At a 30-minute hearing in Cass County Circuit Court this morning, Judge William Collins told the prosecution and defense attorneys to keep their schedules open for a trial to be held in March or April or straddling those two months.

He said he would be scheduling case reviews weekly, if necessary, “so we can get this thing resolved.”

“We’re not going to get blindsided with new things like we have here the last year,” he added.

Yust has been in the Cass County Jail since October 2017, when he was charged with murdering Kara Kopetsky in 2007 and Jessica Runions in 2016. The women’s remains were found in a wooded area south of Belton in April 2017.

Late last year, the case seemingly was headed for trial in July, when two things happened: First, Covid-19 hit, and then Yust’s defense attorneys exposed a problem that could have jeopardized Yust’s right to a fair trial. The attorneys discovered that the Cass County Sheriff’s Office and a subcontractor that handles its phone system improperly recorded numerous client-attorney calls. In addition, it turned out, a number of client-attorney emails were unencrypted and all text communication was not secure.

The “communication” was accessible to all members of the Cass County Sheriff’s office, and two deputies accessed and listened to all or part of the phone calls between Yust and his attorneys.

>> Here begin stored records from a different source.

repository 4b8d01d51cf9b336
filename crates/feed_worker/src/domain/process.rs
use crate::domain::NotificationForwarder;
use crate::http::NotificationSink;
use anyhow::{anyhow, Result};
use common::store::{ChangeFeedOptions, ChangeFeedProcessor, FeedHealth, StoreClient};
use std::sync::Arc;
use std::time::Duration;
use tokio_util::sync::CancellationToken;
use tracing::{debug, info};

/// Settings for the change-feed subscription.
#[derive(Debug, Clone)]
pub struct FeedConfig {
    pub database: String,
    /// Container whose change feed is subscribed.
    pub feed_container: String,
    /// Container holding the per-partition lease checkpoints.
    pub lease_container: String,
    /// Host name recorded on the leases this processor owns.
    pub host_name: String,
    pub poll_delay: Duration,
    pub max_batch: usize,
}

/// The long-running subscription process.
///
/// Startup builds and starts the processor; both containers must already
/// exist or the process fails (provisioning is not this component's job).
/// After that it supervises the processor's health until cancelled: a
/// reported poll failure becomes a process error instead of dying
/// silently. On cancellation the processor is stopped and fully drained
/// before the process returns; the store client itself is closed by the
/// binary's closer, after this returns.
pub struct FeedProcess {
    config: FeedConfig,
    client: StoreClient,
    sink: Arc<dyn NotificationSink>,
    cancellation_token: CancellationToken,
}

impl FeedProcess {
    pub fn new(
        config: FeedConfig,
        client: StoreClient,
        sink: Arc<dyn NotificationSink>,
        cancellation_token: CancellationToken,
    ) -> Self {
        Self {
            config,
            client,
            sink,
            cancellation_token,
        }
    }

    pub async fn run(self) -> Result<()> {
        let database = self.client.database(&self.config.database);
        let handler = Arc::new(NotificationForwarder::new(self.sink));
        let processor = ChangeFeedProcessor::builder(&self.config.host_name)
            .feed_container(database.container(&self.config.feed_container))
            .lease_container(database.container(&self.config.lease_container))
            .options(ChangeFeedOptions {
                poll_delay: self.config.poll_delay,
                max_batch: self.config.max_batch,
            })
            .handle_changes(handler)
            .build()?;

        let mut health = processor.health();
        processor.start().await?;
        info!(
            database = %self.config.database,
            container = %self.config.feed_container,
            "change feed subscription running"
        );

        loop {
            tokio::select! {
                _ = self.cancellation_token.cancelled() => {
                    debug!("feed process cancelled, stopping processor");
                    processor.stop().await;
                    return Ok(());
                }
                changed = health.changed() => {
                    if changed.is_err() {
                        processor.stop().await;
                        return Err(anyhow!("change feed health channel closed"));
                    }
                    let state = health.borrow_and_update().clone();
                    if let FeedHealth::Failed(reason) = state {
                        processor.stop().await;
                        return Err(anyhow!("change feed processor failed: {reason}"));
                    }
                }
            }
        }
    }
}
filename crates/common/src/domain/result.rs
use thiserror::Error;

pub type DomainResult<T> = Result<T, DomainError>;

#[derive(Error, Debug)]
pub enum DomainError {
    #[error("Database not found: {0}")]
    DatabaseNotFound(String),

    #[error("Database already exists: {0}")]
    DatabaseAlreadyExists(String),

    #[error("Container not found: {0}/{1}")]
    ContainerNotFound(String, String),

    #[error("Container already exists: {0}/{1}")]
    ContainerAlreadyExists(String, String),

    #[error("Item not found: {0}")]
    ItemNotFound(String),

    #[error("Invalid store configuration: {0}")]
    InvalidStoreConfig(String),

    #[error("Store client is closed")]
    ClientClosed,

    #[error("Change feed processor error: {0}")]
    ChangeFeed(String),

    #[error("Serialization error: {0}")]
    Serialization(#[from] serde_json::Error),

    #[error("Internal error: {0}")]
    Internal(String),
}
use common::domain::{DomainResult, Person};
use common::store::{ItemQuery, StoreClient};
use tracing::info;

/// Result rows for the ordered offset route.
const OFFSET_QUERY_LIMIT: usize = 30;
/// Page size for the SSE paged stream.
const PREFERRED_PAGE_SIZE: usize = 10;

/// Person queries against a named database/container.
///
/// Every call logs the store's per-call diagnostics; the request charge is
/// what operators size container throughput from.
pub struct PersonService {
    client: StoreClient,
}

impl PersonService {
    pub fn new(client: StoreClient) -> Self {
        Self { client }
    }

    pub async fn list_all(&self, database: &str, container: &str) -> DomainResult<Vec<Person>> {
        let response = self
            .client
            .database(database)
            .container(container)
            .query::<Person>(&ItemQuery::All)
            .await?;
        info!(
            container = %container,
            items = response.items.len(),
            request_charge = response.diagnostics.request_charge,
            "listed all persons"
        );
        Ok(response.items)
    }

    /// Persons ordered ascending by age, skipping `offset` rows. The
    /// caller has already validated the offset; the limit is fixed.
    pub async fn list_by_age_offset(
        &self,
        database: &str,
        container: &str,
        offset: usize,
    ) -> DomainResult<Vec<Person>> {
        let response = self
            .client
            .database(database)
            .container(container)
            .query::<Person>(&ItemQuery::OrderedByField {
                field: "age".to_string(),
                offset,
                limit: OFFSET_QUERY_LIMIT,
            })
            .await?;
        info!(
            container = %container,
            offset,
            items = response.items.len(),
            request_charge = response.diagnostics.request_charge,
            "listed persons by age offset"
        );
        Ok(response.items)
    }

    /// All persons grouped into preferred-size pages, for the SSE stream.
    pub async fn paged(&self, database: &str, container: &str) -> DomainResult<Vec<Vec<Person>>> {
        let items = self.list_all(database, container).await?;
        let pages = items
            .chunks(PREFERRED_PAGE_SIZE)
            .map(<[Person]>::to_vec)
            .collect();
        Ok(pages)
    }

    pub async fn find_by_id(
        &self,
        database: &str,
        container: &str,
        id: &str,
    ) -> DomainResult<Option<Person>> {
        let response = self
            .client
            .database(database)
            .container(container)
            .query::<Person>(&ItemQuery::ById(id.to_string()))
            .await?;
        info!(
            container = %container,
            id = %id,
            request_charge = response.diagnostics.request_charge,
            "looked up person by id"
        );
        Ok(response.items.into_iter().next())
    }

    /// Stores a person under a freshly generated id and returns the
    /// stored record. Returns `None` when the database does not exist.
    pub async fn add_person(
        &self,
        database: &str,
        container: &str,
        person: Person,
    ) -> DomainResult<Option<Person>> {
        if !self.client.database_exists(database).await? {
            return Ok(None);
        }
        let created = self
            .client
            .database(database)
            .container(container)
            .create_item(&person.with_generated_id())
            .await?;
        info!(
            container = %container,
            id = ?created.item.id,
            request_charge = created.diagnostics.request_charge,
            "created person"
        );
        Ok(Some(created.item))
    }
}
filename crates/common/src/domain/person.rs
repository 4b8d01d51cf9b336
use serde::{Deserialize, Serialize};

/// A person record as stored in the document container.
///
/// The id is server-assigned at creation time; request bodies arrive
/// without one. Unknown fields in stored documents are ignored on
/// deserialization.
#[derive(Debug, Clone, Default, PartialEq, Serialize, Deserialize)]
#[serde(rename_all = "camelCase")]
pub struct Person {
    #[serde(default)]
    pub id: Option<String>,
    #[serde(default)]
    pub first_name: Option<String>,
    #[serde(default)]
    pub last_name: Option<String>,
    #[serde(default)]
    pub age: i64,
}

impl Person {
    /// Returns a copy of this person with a freshly generated unique id.
    pub fn with_generated_id(mut self) -> Self {
        self.id = Some(xid::new().to_string());
        self
    }
}

#[cfg(test)]
mod tests {
    use super::*;

    #[test]
    fn deserializes_leniently() {
        let person: Person = serde_json::from_str(
            r#"{"firstName":"Aki","lastName":"Sato","age":41,"_etag":"xyz"}"#,
        )
        .unwrap();
        assert_eq!(person.id, None);
        assert_eq!(person.first_name.as_deref(), Some("Aki"));
        assert_eq!(person.age, 41);
    }

    #[test]
    fn generated_ids_are_unique() {
        let a = Person::default().with_generated_id();
        let b = Person::default().with_generated_id();
        assert!(a.id.is_some());
        assert_ne!(a.id, b.id);
    }
}
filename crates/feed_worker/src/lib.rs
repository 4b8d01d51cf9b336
pub mod domain;
pub mod feed_worker;
pub mod http;

pub use domain::*;
pub use feed_worker::*;
pub use http::*;
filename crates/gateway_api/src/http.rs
mod error;
mod person_handler;
mod provisioning_handler;
mod server;

pub use error::*;
pub use server::*;
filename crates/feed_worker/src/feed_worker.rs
use crate::domain::{FeedConfig, FeedProcess};
use crate::http::NotificationSink;
use common::store::StoreClient;
use std::sync::Arc;
use tokio_util::sync::CancellationToken;
use tracing::debug;

pub struct FeedWorkerConfig {
    pub feed_config: FeedConfig,
}

/// The change-feed subscriber component, packaged as a runner process.
pub struct FeedWorker {
    feed_config: FeedConfig,
    client: StoreClient,
    sink: Arc<dyn NotificationSink>,
}

impl FeedWorker {
    pub fn new(
        client: StoreClient,
        sink: Arc<dyn NotificationSink>,
        config: FeedWorkerConfig,
    ) -> Self {
        debug!("initializing feed worker module");
        Self {
            feed_config: config.feed_config,
            client,
            sink,
        }
    }

    #[allow(clippy::type_complexity)]
    pub fn into_runner_process(
        self,
    ) -> Box<
        dyn FnOnce(
                CancellationToken,
            ) -> std::pin::Pin<
                Box<dyn std::future::Future<Output = anyhow::Result<()>> + Send>,
            > + Send,
    > {
        Box::new({
            let feed_config = self.feed_config;
            let client = self.client;
            let sink = self.sink;
            move |ctx| {
                let process = FeedProcess::new(feed_config, client, sink, ctx);
                Box::pin(async move { process.run().await })
            }
        })
    }
}
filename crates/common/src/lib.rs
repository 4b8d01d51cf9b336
pub mod domain;
pub mod store;
pub mod telemetry;
pub mod webhook;
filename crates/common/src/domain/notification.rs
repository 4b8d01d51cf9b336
use serde::{Deserialize, Serialize};

/// The record shape forwarded to the notification webhook.
///
/// Derived one-to-one from a changed document: fields absent in the raw
/// document stay `None` and serialize as null, unknown raw fields are
/// dropped. Field order is the canonical wire order.
#[derive(Debug, Clone, Default, PartialEq, Serialize, Deserialize)]
pub struct Notification {
    #[serde(default)]
    pub id: Option<String>,
    #[serde(default)]
    pub name: Option<String>,
    #[serde(default)]
    pub message: Option<String>,
}
use anyhow::Result;
use tracing_subscriber::{layer::SubscriberExt, util::SubscriberInitExt, EnvFilter};

/// Settings for log output.
#[derive(Debug, Clone)]
pub struct TelemetryConfig {
    pub service_name: String,
    /// Default level when RUST_LOG is unset (trace, debug, info, warn, error).
    pub log_level: String,
    /// Emit JSON log lines instead of human-readable ones.
    pub json_output: bool,
}

/// Installs the global tracing subscriber: EnvFilter plus a fmt layer.
///
/// RUST_LOG takes precedence over the configured level. Calling this twice
/// fails, so it belongs in main only.
pub fn init_telemetry(config: &TelemetryConfig) -> Result<()> {
    let env_filter =
        EnvFilter::try_from_default_env().unwrap_or_else(|_| EnvFilter::new(&config.log_level));

    let registry = tracing_subscriber::registry().with(env_filter);
    if config.json_output {
        registry
            .with(tracing_subscriber::fmt::layer().json())
            .try_init()?;
    } else {
        registry.with(tracing_subscriber::fmt::layer()).try_init()?;
    }
    tracing::debug!(service = %config.service_name, "telemetry initialized");
    Ok(())
}
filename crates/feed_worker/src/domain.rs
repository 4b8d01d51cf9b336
mod forwarder;
mod notification_converter;
mod process;

pub use forwarder::*;
pub use notification_converter::*;
pub use process::*;
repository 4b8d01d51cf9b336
mod client;

pub use client::*;
use crate::domain::{PersonService, ProvisioningService};
use crate::http::{person_handler, provisioning_handler};
use axum::routing::{delete, get, post};
use axum::Router;
use std::sync::Arc;
use tokio_util::sync::CancellationToken;
use tracing::info;

/// Bind settings for the gateway HTTP server.
#[derive(Debug, Clone)]
pub struct HttpServerConfig {
    pub host: String,
    pub port: u16,
}

/// Shared handler state: the domain services over the one store client.
pub struct AppState {
    pub persons: PersonService,
    pub provisioning: ProvisioningService,
}

pub fn build_router(state: Arc<AppState>) -> Router {
    Router::new()
        .route(
            "/gateway/database",
            get(provisioning_handler::list_databases),
        )
        .route(
            "/gateway/database/create-database",
            post(provisioning_handler::create_database),
        )
        .route(
            "/gateway/database/delete-database",
            delete(provisioning_handler::delete_database),
        )
        .route(
            "/gateway/database/:database/container",
            get(provisioning_handler::list_containers),
        )
        .route(
            "/gateway/database/:database/container/create-container",
            post(provisioning_handler::create_container),
        )
        .route(
            "/gateway/database/:database/container/delete-container",
            delete(provisioning_handler::delete_container),
        )
        .route(
            "/gateway/database/:database/container/:container/item",
            get(person_handler::list_all_items),
        )
        .route(
            "/gateway/database/:database/container/:container/item/offset/:offset",
            get(person_handler::list_items_by_offset),
        )
        .route(
            "/gateway/database/:database/container/:container/item/preferred",
            get(person_handler::stream_item_pages),
        )
        .route(
            "/gateway/database/:database/container/:container/item/:id",
            get(person_handler::get_item),
        )
        .route(
            "/gateway/database/:database/container/:container/item/addItem",
            post(person_handler::add_item),
        )
        .with_state(state)
}

/// Serves the gateway until the cancellation token fires.
pub async fn run_gateway_http_server(
    config: HttpServerConfig,
    state: Arc<AppState>,
    cancellation_token: CancellationToken,
) -> anyhow::Result<()> {
    let addr = format!("{}:{}", config.host, config.port);
    let listener = tokio::net::TcpListener::bind(&addr).await?;
    info!(addr = %addr, "gateway HTTP server listening");
    axum::serve(listener, build_router(state))
        .with_graceful_shutdown(async move { cancellation_token.cancelled().await })
        .await?;
    info!("gateway HTTP server stopped");
    Ok(())
}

A big question at the time was how deeply, if at all, the Cass County Prosecuting Attorney’s office was involved in the improper recordings and other communication snafus.

In light of the flaws, the defense moved to dismiss the case or at least remove the Cass County prosecutor’s office from the case.

Judge Collins appointed a “special master,” retired Judge James Bickel, to sort through the mess and determine if Yust’s rights had been fatally compromised. Two weeks ago, Judge Bickel ruled that the prosecutor’s office “was never provided the content of the above communications” and that neither of the sheriff’s deputies who recorded the calls would testify at trial, assuring that the verboten conversations would not be used against Yust.

Judge Bickel concluded that while Yust’s right to confidential communications had been violated, “the violations do not rise to the level of prejudice that will violate his right to a fair trial.” (Although the case will go forward, the defense would still be able to appeal Bickel’s ruling if Yust is subsequently tried and convicted.)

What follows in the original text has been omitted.